ZZ is unusual, as he tells us, because he was born and brought up till early adolescence in Shanghai, then moved to California, where he went through the first of his reinventions, having to recreate himself as an all- American boy to gain acceptance in the new community he found himself in. Over a decade later, after graduation, and training as a lawyer, he decides to try his luck back in China, though this time in Beijing, offered a huge salary by a law firm. A sideline in a small delivery company he has set up distracts him from his high-powered day job, and he finds himself laid off, and on his own. His social life is concentrated on the Sanlitun bar district, which goes through as many renovations and makeovers as he does himself, bars and streets disappearing almost as soon as they crop up. But it is here that he finds a group of friends, and a lifestyle, which appeals, with its transience, fast pace, and amorality.
This all partly leads to his downfall. Smoking some hash, mixed with morphine, while openly walking along Sanlitun from his favourite cafe one day, he is apprehended by the police, who drag him in, and, when they finally find out that he is not an American passport holder but still Chinese, throw the book at him, sending him down to a prison for the dreaded rehab. ZZ learns that the lack of legal process in China is every bit as bad as he had been led to believe, with hardly any proper procedures, and the arbitrary exercise of power by a series of increasingly unpleasant and tyrannical officials. The worst comes in a cell he has to share with almost 30 other convicts, which he joins at the bottom of the pecking order. Only the realisation that he has some serious guanxi (connections) means that things ease up for him, with the prison governor in effect telling him that, for a 50,000 yuan bribe, freedom is his. Even when the money is secured, there are a number of false starts, stretching out his time inside to almost a full fortnight.
ZZ writes with a light touch, and is at time, very funny. Being ethnically Chinese and originally from China, as he relates on a number of occasions, helps little in the end in working out what the hell is going on. His "foreign interlude" always marks him slightly off from others. He is caught between being foreign and Chinese.

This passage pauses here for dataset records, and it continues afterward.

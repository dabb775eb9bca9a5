//! Route guards: decide whether a protected view may render.

use crate::config::RouteConfig;
use crate::navigation::Navigator;
use crate::session::{Role, SessionState, SessionStore};

/// Outcome of evaluating a guard against a session snapshot.
#[derive(Debug, Clone, PartialEq, Eq)]
pub enum GuardDecision {
    /// Session not settled yet; show a neutral placeholder, do not redirect.
    Pending,
    Redirect(String),
    Allow,
}

/// What a guarded render produced.
#[derive(Debug, Clone, PartialEq, Eq)]
pub enum Guarded<V> {
    Placeholder,
    Redirected(String),
    Rendered(V),
}

impl<V> Guarded<V> {
    pub fn rendered(self) -> Option<V> {
        match self {
            Self::Rendered(view) => Some(view),
            _ => None,
        }
    }
}

pub trait RouteGuard {
    fn decide(&self, state: &SessionState) -> GuardDecision;

    /// Evaluate against the store, navigate on redirect, and build the view
    /// only when allowed.
    fn render<V>(
        &self,
        store: &SessionStore,
        navigator: &dyn Navigator,
        view: impl FnOnce() -> V,
    ) -> Guarded<V> {
        match self.decide(&store.get()) {
            GuardDecision::Pending => Guarded::Placeholder,
            GuardDecision::Redirect(path) => {
                navigator.navigate(&path);
                Guarded::Redirected(path)
            }
            GuardDecision::Allow => Guarded::Rendered(view()),
        }
    }
}

/// Lets through authenticated accounts with a verified email.
#[derive(Debug, Clone)]
pub struct RequireAuthenticated {
    routes: RouteConfig,
}

impl RequireAuthenticated {
    pub fn new(routes: RouteConfig) -> Self {
        Self { routes }
    }
}

impl RouteGuard for RequireAuthenticated {
    fn decide(&self, state: &SessionState) -> GuardDecision {
        if state.loading {
            GuardDecision::Pending
        } else if !state.authenticated {
            GuardDecision::Redirect(self.routes.login.clone())
        } else if !state.login_flow_completed {
            // mid-login: role and verification are not known yet
            GuardDecision::Pending
        } else if !state.email_verified {
            GuardDecision::Redirect(self.routes.verify_email.clone())
        } else {
            GuardDecision::Allow
        }
    }
}

/// [`RequireAuthenticated`] plus an exact role match. Any other role, or
/// none, is sent to login.
#[derive(Debug, Clone)]
pub struct RequireRole {
    role: Role,
    authenticated: RequireAuthenticated,
}

impl RequireRole {
    pub fn new(role: Role, routes: RouteConfig) -> Self {
        Self {
            role,
            authenticated: RequireAuthenticated::new(routes),
        }
    }

    pub fn role(&self) -> Role {
        self.role
    }
}

impl RouteGuard for RequireRole {
    fn decide(&self, state: &SessionState) -> GuardDecision {
        match self.authenticated.decide(state) {
            GuardDecision::Allow if state.role != Some(self.role) => {
                GuardDecision::Redirect(self.authenticated.routes.login.clone())
            }
            other => other,
        }
    }
}

#[cfg(test)]
mod tests {
    use super::*;
    use crate::navigation::HistoryNavigator;

    fn settled(role: Option<Role>, email_verified: bool) -> SessionState {
        SessionState {
            authenticated: true,
            email_verified,
            role,
            loading: false,
            login_flow_completed: true,
        }
    }

    fn anonymous() -> SessionState {
        SessionState {
            loading: false,
            ..SessionState::default()
        }
    }

    #[test]
    fn loading_never_redirects() {
        let guard = RequireRole::new(Role::SystemAdmin, RouteConfig::default());
        let state = SessionState::default();
        assert_eq!(guard.decide(&state), GuardDecision::Pending);
        assert_eq!(
            RequireAuthenticated::new(RouteConfig::default()).decide(&state),
            GuardDecision::Pending
        );
    }

    #[test]
    fn anonymous_goes_to_login() {
        let guard = RequireAuthenticated::new(RouteConfig::default());
        assert_eq!(
            guard.decide(&anonymous()),
            GuardDecision::Redirect("/login".to_string())
        );
    }

    #[test]
    fn unverified_goes_to_verify_email() {
        let guard = RequireAuthenticated::new(RouteConfig::default());
        assert_eq!(
            guard.decide(&settled(Some(Role::User), false)),
            GuardDecision::Redirect("/verify-email".to_string())
        );
    }

    #[test]
    fn mid_login_waits() {
        let guard = RequireAuthenticated::new(RouteConfig::default());
        let mut state = settled(None, false);
        state.login_flow_completed = false;
        assert_eq!(guard.decide(&state), GuardDecision::Pending);
    }

    #[test]
    fn verified_account_is_allowed() {
        let guard = RequireAuthenticated::new(RouteConfig::default());
        assert_eq!(
            guard.decide(&settled(Some(Role::User), true)),
            GuardDecision::Allow
        );
    }

    #[test]
    fn role_guard_fails_closed() {
        let guard = RequireRole::new(Role::SystemAdmin, RouteConfig::default());
        let login = GuardDecision::Redirect("/login".to_string());

        assert_eq!(guard.decide(&settled(Some(Role::Admin), true)), login);
        assert_eq!(guard.decide(&settled(None, true)), login);
        assert_eq!(guard.decide(&anonymous()), login);
        assert_eq!(
            guard.decide(&settled(Some(Role::SystemAdmin), true)),
            GuardDecision::Allow
        );
    }

    #[test]
    fn render_navigates_on_redirect_and_builds_view_on_allow() {
        let store = SessionStore::new();
        let navigator = HistoryNavigator::new("/admin");
        let guard = RequireRole::new(Role::SystemAdmin, RouteConfig::default());

        assert_eq!(
            guard.render(&store, &navigator, || "admin page"),
            Guarded::Placeholder
        );

        store.set_loading(false);
        assert_eq!(
            guard.render(&store, &navigator, || "admin page"),
            Guarded::Redirected("/login".to_string())
        );
        assert_eq!(navigator.current_path(), "/login");

        store.set_authenticated(true);
        store.set_role(Some(Role::SystemAdmin));
        store.set_email_verified(true);
        store.set_login_flow_completed(true);
        let rendered = guard.render(&store, &navigator, || "admin page");
        assert_eq!(rendered.rendered(), Some("admin page"));
    }
}
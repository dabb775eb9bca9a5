//! Error classification for session-aware callers.

use serde::{Deserialize, Serialize};

/// Broad error category for routing recovery logic.
#[derive(Debug, Clone, Copy, PartialEq, Eq, Serialize, Deserialize)]
#[serde(rename_all = "snake_case")]
pub enum ErrorCategory {
    /// The request never reached the server.
    Network,
    /// A protected endpoint answered 401.
    ExpiredSession,
    /// The refresh endpoint refused to renew the session.
    RefreshRejected,
    /// The credential exchange rejected the supplied login.
    Credentials,
    /// Any other 4xx.
    Client,
    /// 5xx.
    Server,
    Decode,
    Timeout,
    Configuration,
    /// A newer login or logout replaced the operation's session.
    Superseded,
}

/// Suggested recovery action.
#[derive(Debug, Clone, Copy, PartialEq, Eq)]
pub enum RecoverySuggestion {
    Retry,
    LogIn,
    CheckCredentials,
    CheckConfiguration,
    ShowError,
}

impl ErrorCategory {
    pub fn recovery_suggestion(self) -> RecoverySuggestion {
        match self {
            Self::Network | Self::Timeout | Self::Server => RecoverySuggestion::Retry,
            Self::ExpiredSession | Self::RefreshRejected | Self::Superseded => {
                RecoverySuggestion::LogIn
            }
            Self::Credentials => RecoverySuggestion::CheckCredentials,
            Self::Configuration => RecoverySuggestion::CheckConfiguration,
            Self::Client | Self::Decode => RecoverySuggestion::ShowError,
        }
    }
}
//! Idle-completion timer.
//!
//! The wire protocol carries no explicit end-of-turn marker, so completion is
//! inferred from a quiet window: if no fragment arrives for the configured
//! duration, the in-progress turn is treated as complete. This is a
//! heuristic, not a guarantee. The timer is a single-shot deadline owned by
//! the exchange driver; rearming cancels any previously scheduled firing, so
//! at most one expiry is ever observed per arming.

use std::time::Duration;

use tokio::time::Instant;

/// Quiet window after which the in-progress assistant turn is considered
/// complete.
pub const DEFAULT_IDLE_WINDOW: Duration = Duration::from_millis(3000);

/// Single-shot idle deadline.
#[derive(Debug)]
pub struct IdleTimer {
    window: Duration,
    deadline: Option<Instant>,
}

impl IdleTimer {
    /// Creates a disarmed timer with the given quiet window.
    pub fn new(window: Duration) -> Self {
        Self {
            window,
            deadline: None,
        }
    }

    /// (Re)arms the deadline `window` from now.
    ///
    /// Any previously scheduled firing is superseded. Called when streaming
    /// begins and once per received fragment.
    pub fn reset(&mut self) {
        self.deadline = Some(Instant::now() + self.window);
    }

    /// Disarms the timer without firing; called on explicit close or error.
    pub fn cancel(&mut self) {
        self.deadline = None;
    }

    /// Returns true if a deadline is currently armed.
    pub fn is_armed(&self) -> bool {
        self.deadline.is_some()
    }

    /// Returns the configured quiet window.
    pub fn window(&self) -> Duration {
        self.window
    }

    /// Completes when the armed deadline passes; pends forever while
    /// disarmed. Intended for use in a `tokio::select!` arm.
    pub async fn expired(&self) {
        match self.deadline {
            Some(deadline) => tokio::time::sleep_until(deadline).await,
            None => futures::future::pending().await,
        }
    }
}

impl Default for IdleTimer {
    fn default() -> Self {
        Self::new(DEFAULT_IDLE_WINDOW)
    }
}

#[cfg(test)]
mod tests {
    use super::*;

    #[tokio::test(start_paused = true)]
    async fn fires_after_quiet_window() {
        let mut timer = IdleTimer::new(Duration::from_millis(3000));
        timer.reset();

        tokio::time::advance(Duration::from_millis(2999)).await;
        assert!(
            futures::poll!(std::pin::pin!(timer.expired())).is_pending(),
            "must not fire before the window elapses"
        );

        tokio::time::advance(Duration::from_millis(2)).await;
        timer.expired().await;
    }

    #[tokio::test(start_paused = true)]
    async fn reset_supersedes_previous_deadline() {
        let mut timer = IdleTimer::new(Duration::from_millis(3000));
        timer.reset();

        tokio::time::advance(Duration::from_millis(2000)).await;
        timer.reset();
        tokio::time::advance(Duration::from_millis(2000)).await;

        // 4000ms since the first arming, 2000ms since the second.
        assert!(futures::poll!(std::pin::pin!(timer.expired())).is_pending());

        tokio::time::advance(Duration::from_millis(1001)).await;
        timer.expired().await;
    }

    #[tokio::test(start_paused = true)]
    async fn cancelled_timer_never_fires() {
        let mut timer = IdleTimer::new(Duration::from_millis(10));
        timer.reset();
        timer.cancel();
        assert!(!timer.is_armed());

        tokio::time::advance(Duration::from_millis(100)).await;
        assert!(futures::poll!(std::pin::pin!(timer.expired())).is_pending());
    }

    #[test]
    fn default_window_is_three_seconds() {
        let timer = IdleTimer::default();
        assert_eq!(timer.window(), Duration::from_millis(3000));
        assert!(!timer.is_armed());
    }
}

ZZ wishes to convey a lot with his story, and that makes his telling of it slightly overlong, coming in at just over 350 pages. Some of his musings on recent Chinese history and Chinese culture, for instance, disrupt the flow of his narrative, and at times read a bit throwaway and over casual. With those stripped away, however, his story is one well told, compressed into very short chapters almost like diary entries, although the slightly saccharine ending where he finds true love after years of living fast and lose stands as an anti-climax. While he rides off into the sunset with the rather terrifying sounding Ginger, his final love, one can't help regretting the passing of his wilder, much wittier and funnier past.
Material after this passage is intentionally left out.